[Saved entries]
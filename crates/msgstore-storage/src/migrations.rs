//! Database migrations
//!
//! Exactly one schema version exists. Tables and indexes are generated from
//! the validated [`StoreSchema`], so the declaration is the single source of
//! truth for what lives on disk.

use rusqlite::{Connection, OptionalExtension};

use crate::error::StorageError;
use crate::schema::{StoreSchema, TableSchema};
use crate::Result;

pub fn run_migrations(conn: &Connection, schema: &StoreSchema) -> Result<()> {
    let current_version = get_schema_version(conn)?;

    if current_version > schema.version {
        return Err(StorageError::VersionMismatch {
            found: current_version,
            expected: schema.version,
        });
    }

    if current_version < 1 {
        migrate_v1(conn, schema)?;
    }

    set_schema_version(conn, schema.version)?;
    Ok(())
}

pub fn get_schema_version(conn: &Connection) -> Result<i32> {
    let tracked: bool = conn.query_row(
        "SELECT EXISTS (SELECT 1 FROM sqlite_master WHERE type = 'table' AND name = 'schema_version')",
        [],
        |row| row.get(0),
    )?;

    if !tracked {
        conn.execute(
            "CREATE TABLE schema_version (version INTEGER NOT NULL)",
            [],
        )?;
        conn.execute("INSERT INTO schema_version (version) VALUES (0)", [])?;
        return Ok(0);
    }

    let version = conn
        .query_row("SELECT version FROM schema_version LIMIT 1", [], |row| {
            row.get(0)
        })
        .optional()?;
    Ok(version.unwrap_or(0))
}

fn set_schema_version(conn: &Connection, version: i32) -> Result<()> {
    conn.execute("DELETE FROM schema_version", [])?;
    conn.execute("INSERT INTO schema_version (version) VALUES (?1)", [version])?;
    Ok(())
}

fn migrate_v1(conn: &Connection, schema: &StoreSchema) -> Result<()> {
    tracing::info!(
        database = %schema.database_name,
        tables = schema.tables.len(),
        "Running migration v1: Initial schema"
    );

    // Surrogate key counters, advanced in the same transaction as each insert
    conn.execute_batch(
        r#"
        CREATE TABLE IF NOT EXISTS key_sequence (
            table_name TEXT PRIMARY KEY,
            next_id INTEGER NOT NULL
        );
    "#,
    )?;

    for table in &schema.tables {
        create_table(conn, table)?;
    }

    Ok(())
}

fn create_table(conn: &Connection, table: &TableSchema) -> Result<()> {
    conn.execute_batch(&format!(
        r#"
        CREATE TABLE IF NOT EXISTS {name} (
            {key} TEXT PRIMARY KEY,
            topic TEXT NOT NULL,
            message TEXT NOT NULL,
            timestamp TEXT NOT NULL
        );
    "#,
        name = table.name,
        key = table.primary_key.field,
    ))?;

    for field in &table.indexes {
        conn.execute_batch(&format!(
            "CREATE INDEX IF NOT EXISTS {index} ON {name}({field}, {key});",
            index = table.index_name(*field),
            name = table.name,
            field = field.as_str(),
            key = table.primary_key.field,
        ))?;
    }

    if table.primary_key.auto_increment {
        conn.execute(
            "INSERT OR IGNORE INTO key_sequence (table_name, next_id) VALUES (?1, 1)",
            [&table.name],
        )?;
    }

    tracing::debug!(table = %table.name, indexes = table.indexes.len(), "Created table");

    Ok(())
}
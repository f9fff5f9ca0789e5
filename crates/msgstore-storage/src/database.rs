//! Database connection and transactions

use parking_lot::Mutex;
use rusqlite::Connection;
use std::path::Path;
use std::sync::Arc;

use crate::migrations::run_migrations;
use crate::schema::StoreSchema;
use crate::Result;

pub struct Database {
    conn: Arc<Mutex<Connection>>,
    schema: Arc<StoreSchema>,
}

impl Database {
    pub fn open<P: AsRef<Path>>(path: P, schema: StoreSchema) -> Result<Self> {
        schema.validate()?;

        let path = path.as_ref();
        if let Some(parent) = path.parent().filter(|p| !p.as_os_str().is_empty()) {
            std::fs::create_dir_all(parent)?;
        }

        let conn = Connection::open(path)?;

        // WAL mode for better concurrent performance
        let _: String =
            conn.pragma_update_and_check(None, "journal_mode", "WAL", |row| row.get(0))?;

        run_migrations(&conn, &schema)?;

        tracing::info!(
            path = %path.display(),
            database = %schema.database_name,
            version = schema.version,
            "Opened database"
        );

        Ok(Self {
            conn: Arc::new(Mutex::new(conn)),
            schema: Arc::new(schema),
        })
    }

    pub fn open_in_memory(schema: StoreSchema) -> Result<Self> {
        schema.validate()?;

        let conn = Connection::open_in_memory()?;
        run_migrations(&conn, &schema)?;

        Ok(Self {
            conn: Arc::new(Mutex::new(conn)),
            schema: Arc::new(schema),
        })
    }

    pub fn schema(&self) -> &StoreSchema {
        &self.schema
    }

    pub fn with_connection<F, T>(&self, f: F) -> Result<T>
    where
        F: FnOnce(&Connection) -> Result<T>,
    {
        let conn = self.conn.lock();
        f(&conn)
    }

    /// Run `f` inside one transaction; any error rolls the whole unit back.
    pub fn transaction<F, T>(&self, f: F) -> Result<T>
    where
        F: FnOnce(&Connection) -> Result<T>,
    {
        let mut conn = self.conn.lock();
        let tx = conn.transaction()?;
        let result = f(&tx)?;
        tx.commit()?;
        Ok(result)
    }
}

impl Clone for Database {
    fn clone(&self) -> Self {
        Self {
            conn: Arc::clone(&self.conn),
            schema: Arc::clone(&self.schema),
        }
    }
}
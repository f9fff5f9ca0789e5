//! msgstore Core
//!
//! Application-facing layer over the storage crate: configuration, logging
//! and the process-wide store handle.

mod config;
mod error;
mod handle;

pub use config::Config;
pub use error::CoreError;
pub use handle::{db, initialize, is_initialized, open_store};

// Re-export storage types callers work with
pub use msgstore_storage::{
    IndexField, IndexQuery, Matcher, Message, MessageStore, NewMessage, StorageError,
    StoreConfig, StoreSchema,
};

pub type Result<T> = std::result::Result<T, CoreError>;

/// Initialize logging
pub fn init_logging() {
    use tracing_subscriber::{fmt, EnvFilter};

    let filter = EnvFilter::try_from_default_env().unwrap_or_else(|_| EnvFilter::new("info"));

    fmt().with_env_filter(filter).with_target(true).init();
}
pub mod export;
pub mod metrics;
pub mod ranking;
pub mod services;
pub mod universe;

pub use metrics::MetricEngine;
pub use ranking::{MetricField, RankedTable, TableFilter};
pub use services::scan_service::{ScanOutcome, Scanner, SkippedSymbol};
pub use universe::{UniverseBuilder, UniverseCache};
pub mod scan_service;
...
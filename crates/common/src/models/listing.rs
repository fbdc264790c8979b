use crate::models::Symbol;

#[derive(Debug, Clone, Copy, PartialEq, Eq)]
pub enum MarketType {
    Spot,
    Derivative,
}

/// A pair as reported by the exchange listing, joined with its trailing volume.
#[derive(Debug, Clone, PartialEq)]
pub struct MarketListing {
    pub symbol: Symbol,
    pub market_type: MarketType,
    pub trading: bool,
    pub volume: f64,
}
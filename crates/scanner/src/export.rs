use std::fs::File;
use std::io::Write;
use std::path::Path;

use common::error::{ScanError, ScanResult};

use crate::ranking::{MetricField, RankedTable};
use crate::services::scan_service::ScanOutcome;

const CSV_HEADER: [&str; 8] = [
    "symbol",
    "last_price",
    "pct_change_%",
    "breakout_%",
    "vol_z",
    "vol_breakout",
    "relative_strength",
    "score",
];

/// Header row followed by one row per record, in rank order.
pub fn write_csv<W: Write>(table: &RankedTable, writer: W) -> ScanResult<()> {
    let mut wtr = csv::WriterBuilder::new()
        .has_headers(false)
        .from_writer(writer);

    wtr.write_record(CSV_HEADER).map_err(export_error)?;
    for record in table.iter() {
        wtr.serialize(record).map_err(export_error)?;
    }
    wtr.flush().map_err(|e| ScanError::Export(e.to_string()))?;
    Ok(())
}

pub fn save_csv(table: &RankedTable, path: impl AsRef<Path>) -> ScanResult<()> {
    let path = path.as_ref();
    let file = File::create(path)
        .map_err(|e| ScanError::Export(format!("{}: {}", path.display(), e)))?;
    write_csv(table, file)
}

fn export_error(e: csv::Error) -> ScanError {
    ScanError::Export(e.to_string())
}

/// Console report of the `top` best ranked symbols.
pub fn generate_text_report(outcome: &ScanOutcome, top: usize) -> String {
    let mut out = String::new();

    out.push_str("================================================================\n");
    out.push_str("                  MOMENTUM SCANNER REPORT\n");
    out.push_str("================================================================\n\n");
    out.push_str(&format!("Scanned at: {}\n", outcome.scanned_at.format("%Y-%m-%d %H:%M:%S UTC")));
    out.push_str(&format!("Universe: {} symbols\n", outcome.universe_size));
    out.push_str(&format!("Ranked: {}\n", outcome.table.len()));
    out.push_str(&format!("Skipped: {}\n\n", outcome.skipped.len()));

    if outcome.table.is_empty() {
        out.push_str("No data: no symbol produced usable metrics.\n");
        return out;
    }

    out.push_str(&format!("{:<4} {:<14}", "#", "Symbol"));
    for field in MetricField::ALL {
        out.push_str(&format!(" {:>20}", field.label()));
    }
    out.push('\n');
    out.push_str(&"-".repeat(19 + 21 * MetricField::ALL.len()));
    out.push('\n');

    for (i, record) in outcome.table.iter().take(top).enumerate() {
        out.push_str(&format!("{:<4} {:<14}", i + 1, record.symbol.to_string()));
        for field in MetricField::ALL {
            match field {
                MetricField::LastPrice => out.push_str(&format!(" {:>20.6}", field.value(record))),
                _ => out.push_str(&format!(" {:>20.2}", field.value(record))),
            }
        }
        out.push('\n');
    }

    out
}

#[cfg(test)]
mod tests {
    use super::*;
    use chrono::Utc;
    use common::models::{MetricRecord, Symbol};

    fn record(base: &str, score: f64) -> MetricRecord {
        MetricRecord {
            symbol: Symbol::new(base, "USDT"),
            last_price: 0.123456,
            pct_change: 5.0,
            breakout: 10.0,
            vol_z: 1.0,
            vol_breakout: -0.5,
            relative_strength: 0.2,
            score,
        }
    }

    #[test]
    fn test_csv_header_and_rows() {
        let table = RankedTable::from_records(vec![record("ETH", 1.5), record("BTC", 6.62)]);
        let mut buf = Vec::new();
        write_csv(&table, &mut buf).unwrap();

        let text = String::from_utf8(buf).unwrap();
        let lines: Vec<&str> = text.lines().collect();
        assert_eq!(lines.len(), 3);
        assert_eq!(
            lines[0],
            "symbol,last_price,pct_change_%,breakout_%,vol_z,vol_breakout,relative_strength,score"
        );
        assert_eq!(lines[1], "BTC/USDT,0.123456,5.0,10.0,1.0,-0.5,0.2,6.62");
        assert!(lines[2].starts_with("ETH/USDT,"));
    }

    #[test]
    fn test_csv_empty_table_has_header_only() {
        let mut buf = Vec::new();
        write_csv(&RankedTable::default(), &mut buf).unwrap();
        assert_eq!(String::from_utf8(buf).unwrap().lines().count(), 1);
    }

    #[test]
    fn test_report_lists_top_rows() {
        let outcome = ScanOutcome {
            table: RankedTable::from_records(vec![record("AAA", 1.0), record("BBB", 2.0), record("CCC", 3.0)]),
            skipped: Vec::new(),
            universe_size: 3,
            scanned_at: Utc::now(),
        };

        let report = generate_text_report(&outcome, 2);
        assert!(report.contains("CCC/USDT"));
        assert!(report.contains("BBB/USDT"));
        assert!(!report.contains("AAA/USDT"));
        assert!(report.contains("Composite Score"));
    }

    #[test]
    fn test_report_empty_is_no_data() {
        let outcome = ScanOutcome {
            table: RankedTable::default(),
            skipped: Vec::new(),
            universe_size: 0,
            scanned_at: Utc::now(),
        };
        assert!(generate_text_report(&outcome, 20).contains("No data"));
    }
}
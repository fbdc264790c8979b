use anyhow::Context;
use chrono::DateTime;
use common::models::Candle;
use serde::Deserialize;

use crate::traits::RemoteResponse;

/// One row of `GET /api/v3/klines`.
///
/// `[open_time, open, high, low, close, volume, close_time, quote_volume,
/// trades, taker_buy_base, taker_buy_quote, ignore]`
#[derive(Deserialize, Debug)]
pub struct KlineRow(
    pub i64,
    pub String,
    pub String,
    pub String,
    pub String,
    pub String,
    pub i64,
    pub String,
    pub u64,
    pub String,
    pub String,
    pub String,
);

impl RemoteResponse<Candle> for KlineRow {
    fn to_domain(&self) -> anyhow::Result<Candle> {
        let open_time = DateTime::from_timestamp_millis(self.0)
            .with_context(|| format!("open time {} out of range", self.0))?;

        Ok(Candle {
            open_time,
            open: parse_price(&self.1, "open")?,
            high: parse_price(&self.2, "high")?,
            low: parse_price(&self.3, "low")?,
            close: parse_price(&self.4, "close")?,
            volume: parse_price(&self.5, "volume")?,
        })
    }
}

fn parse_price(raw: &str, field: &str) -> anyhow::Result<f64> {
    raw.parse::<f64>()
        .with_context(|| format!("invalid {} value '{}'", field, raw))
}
--
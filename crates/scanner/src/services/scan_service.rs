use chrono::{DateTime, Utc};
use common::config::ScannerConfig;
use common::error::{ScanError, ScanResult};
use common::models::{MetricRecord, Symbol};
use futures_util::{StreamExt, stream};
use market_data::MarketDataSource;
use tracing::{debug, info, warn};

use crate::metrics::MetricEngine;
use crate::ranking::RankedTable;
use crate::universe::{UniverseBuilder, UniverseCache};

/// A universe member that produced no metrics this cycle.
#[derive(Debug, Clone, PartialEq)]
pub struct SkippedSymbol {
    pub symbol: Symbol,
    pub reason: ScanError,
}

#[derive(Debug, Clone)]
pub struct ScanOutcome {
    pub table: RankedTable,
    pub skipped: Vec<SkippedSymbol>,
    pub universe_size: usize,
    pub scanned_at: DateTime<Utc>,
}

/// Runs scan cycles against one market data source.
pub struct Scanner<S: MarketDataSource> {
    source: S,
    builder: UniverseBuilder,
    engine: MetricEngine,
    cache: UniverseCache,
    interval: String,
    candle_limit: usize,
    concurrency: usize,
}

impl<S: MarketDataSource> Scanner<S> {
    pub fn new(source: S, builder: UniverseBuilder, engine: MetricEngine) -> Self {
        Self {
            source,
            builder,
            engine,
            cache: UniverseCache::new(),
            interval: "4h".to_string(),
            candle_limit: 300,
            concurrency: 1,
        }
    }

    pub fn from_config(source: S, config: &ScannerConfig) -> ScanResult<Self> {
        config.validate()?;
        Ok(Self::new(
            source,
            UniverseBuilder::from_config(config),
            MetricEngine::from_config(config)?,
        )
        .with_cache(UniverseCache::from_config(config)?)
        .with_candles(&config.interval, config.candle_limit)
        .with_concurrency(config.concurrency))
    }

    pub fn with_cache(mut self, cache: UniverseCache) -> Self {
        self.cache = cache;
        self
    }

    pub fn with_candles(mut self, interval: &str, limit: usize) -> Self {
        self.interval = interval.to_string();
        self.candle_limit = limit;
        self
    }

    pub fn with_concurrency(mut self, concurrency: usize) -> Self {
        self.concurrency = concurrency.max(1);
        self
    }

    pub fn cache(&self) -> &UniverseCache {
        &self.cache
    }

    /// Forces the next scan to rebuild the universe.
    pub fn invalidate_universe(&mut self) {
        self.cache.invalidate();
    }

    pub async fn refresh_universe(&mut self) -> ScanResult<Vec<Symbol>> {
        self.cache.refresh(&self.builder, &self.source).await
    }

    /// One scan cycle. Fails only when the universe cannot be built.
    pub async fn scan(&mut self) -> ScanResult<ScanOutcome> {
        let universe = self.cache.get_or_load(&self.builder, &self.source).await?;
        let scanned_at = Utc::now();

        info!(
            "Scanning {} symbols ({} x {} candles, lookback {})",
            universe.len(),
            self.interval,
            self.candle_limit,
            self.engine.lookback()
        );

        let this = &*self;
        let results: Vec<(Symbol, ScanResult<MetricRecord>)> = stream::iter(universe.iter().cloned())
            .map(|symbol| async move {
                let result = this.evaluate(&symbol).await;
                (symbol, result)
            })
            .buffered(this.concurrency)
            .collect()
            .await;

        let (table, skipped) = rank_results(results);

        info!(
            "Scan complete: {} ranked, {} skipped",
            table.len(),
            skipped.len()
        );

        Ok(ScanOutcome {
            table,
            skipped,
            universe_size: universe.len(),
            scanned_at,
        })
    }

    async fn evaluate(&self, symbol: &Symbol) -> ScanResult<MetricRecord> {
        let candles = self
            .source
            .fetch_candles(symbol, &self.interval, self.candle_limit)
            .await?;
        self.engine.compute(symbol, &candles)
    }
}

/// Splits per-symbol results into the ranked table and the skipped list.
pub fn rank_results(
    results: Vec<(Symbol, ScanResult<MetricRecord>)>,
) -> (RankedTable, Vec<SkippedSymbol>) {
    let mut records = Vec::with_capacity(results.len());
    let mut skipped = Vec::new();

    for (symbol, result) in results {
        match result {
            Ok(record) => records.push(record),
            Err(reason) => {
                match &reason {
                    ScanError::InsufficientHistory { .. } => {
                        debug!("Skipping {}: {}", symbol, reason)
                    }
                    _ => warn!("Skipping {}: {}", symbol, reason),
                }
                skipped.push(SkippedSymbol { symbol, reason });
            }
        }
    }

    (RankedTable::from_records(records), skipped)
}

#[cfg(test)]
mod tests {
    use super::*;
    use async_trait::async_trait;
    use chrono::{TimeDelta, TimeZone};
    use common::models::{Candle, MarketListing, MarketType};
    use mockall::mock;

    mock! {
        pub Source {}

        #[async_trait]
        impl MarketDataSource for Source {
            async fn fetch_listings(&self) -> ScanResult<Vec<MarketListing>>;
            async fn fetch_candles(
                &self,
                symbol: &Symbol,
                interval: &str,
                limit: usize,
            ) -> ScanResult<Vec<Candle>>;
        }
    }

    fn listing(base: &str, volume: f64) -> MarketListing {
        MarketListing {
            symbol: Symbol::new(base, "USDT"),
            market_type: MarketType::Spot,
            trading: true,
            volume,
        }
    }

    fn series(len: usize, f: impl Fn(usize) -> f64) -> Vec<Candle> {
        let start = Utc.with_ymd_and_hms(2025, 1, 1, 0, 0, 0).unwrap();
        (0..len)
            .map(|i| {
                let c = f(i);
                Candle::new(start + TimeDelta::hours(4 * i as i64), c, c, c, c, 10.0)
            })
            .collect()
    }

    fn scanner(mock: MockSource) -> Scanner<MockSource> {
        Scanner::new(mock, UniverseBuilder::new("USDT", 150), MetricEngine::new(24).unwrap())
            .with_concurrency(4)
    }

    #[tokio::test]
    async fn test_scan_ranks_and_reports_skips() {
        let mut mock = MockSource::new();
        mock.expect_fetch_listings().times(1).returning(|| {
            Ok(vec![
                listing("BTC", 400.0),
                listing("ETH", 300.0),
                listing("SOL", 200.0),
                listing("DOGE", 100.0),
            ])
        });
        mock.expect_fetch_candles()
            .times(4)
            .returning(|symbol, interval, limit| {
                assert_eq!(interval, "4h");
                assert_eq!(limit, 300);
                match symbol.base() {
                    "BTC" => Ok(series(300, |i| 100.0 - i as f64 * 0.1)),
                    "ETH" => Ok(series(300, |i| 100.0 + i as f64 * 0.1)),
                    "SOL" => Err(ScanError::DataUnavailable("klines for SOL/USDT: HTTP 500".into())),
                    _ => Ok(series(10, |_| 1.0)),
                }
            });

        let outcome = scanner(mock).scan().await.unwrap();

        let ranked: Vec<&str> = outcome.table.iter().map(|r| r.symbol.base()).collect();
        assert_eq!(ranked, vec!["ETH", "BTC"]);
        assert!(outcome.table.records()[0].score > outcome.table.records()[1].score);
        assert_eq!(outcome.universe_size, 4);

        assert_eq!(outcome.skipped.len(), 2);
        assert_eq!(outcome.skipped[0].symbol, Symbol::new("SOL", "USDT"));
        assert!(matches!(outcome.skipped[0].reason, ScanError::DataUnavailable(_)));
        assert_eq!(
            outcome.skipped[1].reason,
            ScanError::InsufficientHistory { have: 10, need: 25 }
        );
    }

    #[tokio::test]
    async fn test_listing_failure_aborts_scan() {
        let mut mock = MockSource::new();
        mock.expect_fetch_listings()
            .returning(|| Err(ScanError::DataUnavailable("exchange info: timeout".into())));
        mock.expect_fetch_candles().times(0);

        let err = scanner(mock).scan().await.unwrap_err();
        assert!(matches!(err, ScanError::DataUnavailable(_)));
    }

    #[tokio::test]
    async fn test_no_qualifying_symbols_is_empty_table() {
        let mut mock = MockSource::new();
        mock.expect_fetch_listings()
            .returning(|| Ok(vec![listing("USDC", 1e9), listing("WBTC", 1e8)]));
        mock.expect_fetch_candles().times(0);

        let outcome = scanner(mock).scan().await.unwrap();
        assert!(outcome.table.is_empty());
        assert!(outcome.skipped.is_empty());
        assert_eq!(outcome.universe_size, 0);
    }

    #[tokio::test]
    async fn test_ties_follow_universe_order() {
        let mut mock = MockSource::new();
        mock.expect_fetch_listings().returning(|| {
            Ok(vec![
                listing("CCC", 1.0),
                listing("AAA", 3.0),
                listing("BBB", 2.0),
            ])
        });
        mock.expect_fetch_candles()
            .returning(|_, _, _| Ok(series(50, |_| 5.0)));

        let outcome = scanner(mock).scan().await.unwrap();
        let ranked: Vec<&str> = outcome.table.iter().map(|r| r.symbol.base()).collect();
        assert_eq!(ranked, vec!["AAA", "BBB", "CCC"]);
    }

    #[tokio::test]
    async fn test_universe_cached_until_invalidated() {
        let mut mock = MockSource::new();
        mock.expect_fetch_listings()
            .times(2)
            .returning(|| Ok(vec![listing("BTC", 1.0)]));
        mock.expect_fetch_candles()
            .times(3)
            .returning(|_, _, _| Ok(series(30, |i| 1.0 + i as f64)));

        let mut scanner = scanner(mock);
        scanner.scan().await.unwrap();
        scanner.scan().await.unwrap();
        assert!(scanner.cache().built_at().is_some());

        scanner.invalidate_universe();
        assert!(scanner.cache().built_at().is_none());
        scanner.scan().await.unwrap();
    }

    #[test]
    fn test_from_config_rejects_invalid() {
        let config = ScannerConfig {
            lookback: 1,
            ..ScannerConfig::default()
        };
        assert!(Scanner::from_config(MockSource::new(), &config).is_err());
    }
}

- The task -
All lines with the word "TableSchema" need to be copied from the data above.

- Reply -
use crate::schema::{StoreSchema, TableSchema};
fn create_table(conn: &Connection, table: &TableSchema) -> Result<()> {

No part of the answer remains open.